Almost as if sensing blood in water, encouraged laymen rushed to study the bible. We all know the rest. Everybody interpreted the bible his way which led to more and more splits. Today God knows how many Protestant denominations are in existence.
In our religion classes we were repeatedly instructed that we have a heavenly father, the creator of the universe who is keeping track of everything happening down here. We have to pray to him for guidance and follow the teaching of the church and model our lives after his only begotten son Jesus Christ. We always have to keep in mind that salvation can be conveyed to us only through the Catholic church. We were discouraged to attend church services in different churches. We were made to understand by inferences that the Latin language was the preferred instrument to gain God’s attention.

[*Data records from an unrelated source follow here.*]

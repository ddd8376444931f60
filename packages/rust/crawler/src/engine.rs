//! Depth-first crawl engine.
//!
//! Tasks run one after another. Within a task the engine descends
//! recursively: a node is fetched, extracted and emitted, then each of its
//! children is crawled to completion before the next sibling starts. Depth
//! and the per-task visited registry are the only things that stop a branch.

use std::path::PathBuf;
use std::time::{Duration, Instant};

use tracing::{debug, info, instrument, warn};
use url::Url;

use sitedoc_shared::{CrawlConfig, CrawlTask, NodeIndex, PageRecord, Result};

use crate::extract::extract;
use crate::fetch::Fetcher;
use crate::visited::VisitedSet;

// ---------------------------------------------------------------------------
// Collaborator traits
// ---------------------------------------------------------------------------

/// Turns one page record into one output document.
///
/// Failures are reported back to the engine, which logs them and carries on.
pub trait DocumentEmitter: Send + Sync {
    /// Write the document for the node at `index`, returning its path.
    fn emit(&self, record: &PageRecord, index: &NodeIndex) -> Result<PathBuf>;
}

/// Progress callback for reporting crawl status.
pub trait CrawlObserver: Send + Sync {
    /// Called before the seed of `task` is visited.
    fn task_started(&self, task: &CrawlTask);
    /// Called after a node's document has been handed to the emitter.
    fn page_emitted(&self, index: &NodeIndex, record: &PageRecord);
    /// Called when every node of a task has been explored.
    fn task_finished(&self, report: &CrawlReport);
}

/// No-op observer for headless/test usage.
pub struct SilentObserver;

impl CrawlObserver for SilentObserver {
    fn task_started(&self, _task: &CrawlTask) {}
    fn page_emitted(&self, _index: &NodeIndex, _record: &PageRecord) {}
    fn task_finished(&self, _report: &CrawlReport) {}
}

// ---------------------------------------------------------------------------
// CrawlReport
// ---------------------------------------------------------------------------

/// Summary of one completed top-level task.
#[derive(Debug, Clone, Default, PartialEq, Eq)]
pub struct CrawlReport {
    /// 1-based position of the task in the task file.
    pub task_index: usize,
    pub seed_url: String,
    /// Nodes fetched (or attempted) and handed to the emitter.
    pub pages_visited: usize,
    /// Documents the emitter wrote successfully.
    pub documents_emitted: usize,
    /// Nodes whose record carries an error.
    pub fetch_errors: usize,
    /// Documents the emitter failed to write.
    pub emit_errors: usize,
    /// Visits skipped because of depth or because the URL was already visited.
    pub skipped: usize,
    pub duration: Duration,
}

// ---------------------------------------------------------------------------
// CrawlSession
// ---------------------------------------------------------------------------

/// Mutable state of a run, threaded through every recursive call.
///
/// Owns the visited registry and the emitter handle. The registry is reset
/// at the start of every task, so sibling tasks never suppress each other.
pub struct CrawlSession<'a> {
    visited: VisitedSet,
    emitter: &'a dyn DocumentEmitter,
    report: CrawlReport,
}

impl<'a> CrawlSession<'a> {
    pub fn new(emitter: &'a dyn DocumentEmitter) -> Self {
        Self {
            visited: VisitedSet::new(),
            emitter,
            report: CrawlReport::default(),
        }
    }

    /// Prepare for `task`: forget visited URLs and start a fresh report.
    fn begin(&mut self, task: &CrawlTask) {
        self.visited.reset();
        self.report = CrawlReport {
            task_index: task.index,
            seed_url: task.seed_url.clone(),
            ..CrawlReport::default()
        };
    }

    fn finish(&mut self, duration: Duration) -> CrawlReport {
        let mut report = std::mem::take(&mut self.report);
        report.duration = duration;
        report
    }
}

// ---------------------------------------------------------------------------
// Crawler
// ---------------------------------------------------------------------------

/// Sequential, depth-first crawler.
pub struct Crawler {
    config: CrawlConfig,
    fetcher: Fetcher,
}

impl Crawler {
    /// Create a new crawler with the given configuration.
    pub fn new(config: CrawlConfig) -> Result<Self> {
        let fetcher = Fetcher::new(&config)?;
        Ok(Self { config, fetcher })
    }

    /// Crawl every task in order, returning one report per task.
    pub async fn run(
        &self,
        tasks: &[CrawlTask],
        emitter: &dyn DocumentEmitter,
        observer: &dyn CrawlObserver,
    ) -> Vec<CrawlReport> {
        let mut session = CrawlSession::new(emitter);
        let mut reports = Vec::with_capacity(tasks.len());

        info!(tasks = tasks.len(), "starting crawl run");

        for task in tasks {
            reports.push(self.run_task(&mut session, task, observer).await);
            self.throttle().await;
        }

        reports
    }

    /// Crawl a single task from its seed.
    #[instrument(skip_all, fields(task = task.index, seed = %task.seed_url, max_depth = task.max_depth))]
    pub async fn run_task(
        &self,
        session: &mut CrawlSession<'_>,
        task: &CrawlTask,
        observer: &dyn CrawlObserver,
    ) -> CrawlReport {
        let start = Instant::now();
        session.begin(task);
        observer.task_started(task);
        info!("starting task");

        // Key the seed the way link resolution would, so a link back to it matches.
        let seed = Url::parse(&task.seed_url)
            .map(String::from)
            .unwrap_or_else(|_| task.seed_url.clone());

        self.crawl(session, observer, &seed, task.max_depth, 0, &task.root_index())
            .await;

        let report = session.finish(start.elapsed());
        info!(
            pages_visited = report.pages_visited,
            documents = report.documents_emitted,
            fetch_errors = report.fetch_errors,
            emit_errors = report.emit_errors,
            skipped = report.skipped,
            duration_ms = report.duration.as_millis(),
            "task completed"
        );
        observer.task_finished(&report);

        report
    }

    /// Visit `url` as the node `index` at `current_depth`, then its children.
    async fn crawl(
        &self,
        session: &mut CrawlSession<'_>,
        observer: &dyn CrawlObserver,
        url: &str,
        max_depth: u32,
        current_depth: u32,
        index: &NodeIndex,
    ) {
        if current_depth >= max_depth || session.visited.contains(url) {
            debug!(url, %index, current_depth, "skipping");
            session.report.skipped += 1;
            return;
        }

        session.visited.mark_visited(url);
        let record = self.visit(url, &session.visited).await;
        session.report.pages_visited += 1;

        if let Some(error) = &record.error {
            warn!(url, %index, error = %error, "page failed");
            session.report.fetch_errors += 1;
        }

        match session.emitter.emit(&record, index) {
            Ok(path) => {
                info!(%index, path = %path.display(), "document written");
                session.report.documents_emitted += 1;
            }
            Err(e) => {
                warn!(url, %index, error = %e, "failed to write document");
                session.report.emit_errors += 1;
            }
        }
        observer.page_emitted(index, &record);

        if record.is_error() || current_depth + 1 >= max_depth {
            return;
        }

        let limit = self.config.max_children_per_page.unwrap_or(usize::MAX);
        if record.child_urls.len() > limit {
            debug!(
                url,
                found = record.child_urls.len(),
                limit,
                "child links over limit, following the first ones only"
            );
        }

        for (position, child) in record.child_urls.into_iter().take(limit).enumerate() {
            let child_index = index.child(position + 1);
            self.throttle().await;
            Box::pin(self.crawl(
                session,
                observer,
                &child,
                max_depth,
                current_depth + 1,
                &child_index,
            ))
            .await;
        }
    }

    /// Fetch and extract one page; failures become a terminal record.
    async fn visit(&self, url: &str, visited: &VisitedSet) -> PageRecord {
        let parsed = match Url::parse(url) {
            Ok(parsed) => parsed,
            Err(e) => return PageRecord::failed(url, format!("invalid URL: {e}")),
        };

        match self.fetcher.fetch(&parsed).await {
            Ok(body) => extract(&parsed, &body, visited),
            Err(e) => PageRecord::failed(url, e.to_string()),
        }
    }

    async fn throttle(&self) {
        if !self.config.delay.is_zero() {
            tokio::time::sleep(self.config.delay).await;
        }
    }
}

I have to admit that as the consequence of WWII. as I was drifting through Europe from one country to another and wherever I found a Catholic church I was comforted by the familiar voice of the Latin rights ritual.
I did not know much about what the Protestants did stand for. After my father’s retirement we relocated to the place of his birth It was an obscure little all Protestant village. Out of curiosity once or twice I attended Sunday church services in the local church, called the Reformed church. It was a simple brick all white building with a detached wooden bell tower. The Reformed church was leaning close the Calvinists. The interior reflected it faithfully. White walls without pictures or statues. A couple of rows of simple benches faced an elevated platform supporting the pulpit. Previously I befriended the preacher. He was a very likable person. Contrary to many other Protestant churches, the Reformed church ordains only college educated theologians. The graduates can read the bible besides the native language in Greek and Latin as well. What a waste of education for the pour guy who ended up in our village. The reverend Sipos addressed the congregation consisting mainly of elderly people in their Sunday’s best in a simple language enlarging upon a chapter of the bible. The population of the village consisted mainly of subsistence farmers who laboring on small family plots had trouble making a living. The preacher could not help preaching over their head. Religion started losing meaning for them. It was a fertile ground for the communists who took over the place during the following years.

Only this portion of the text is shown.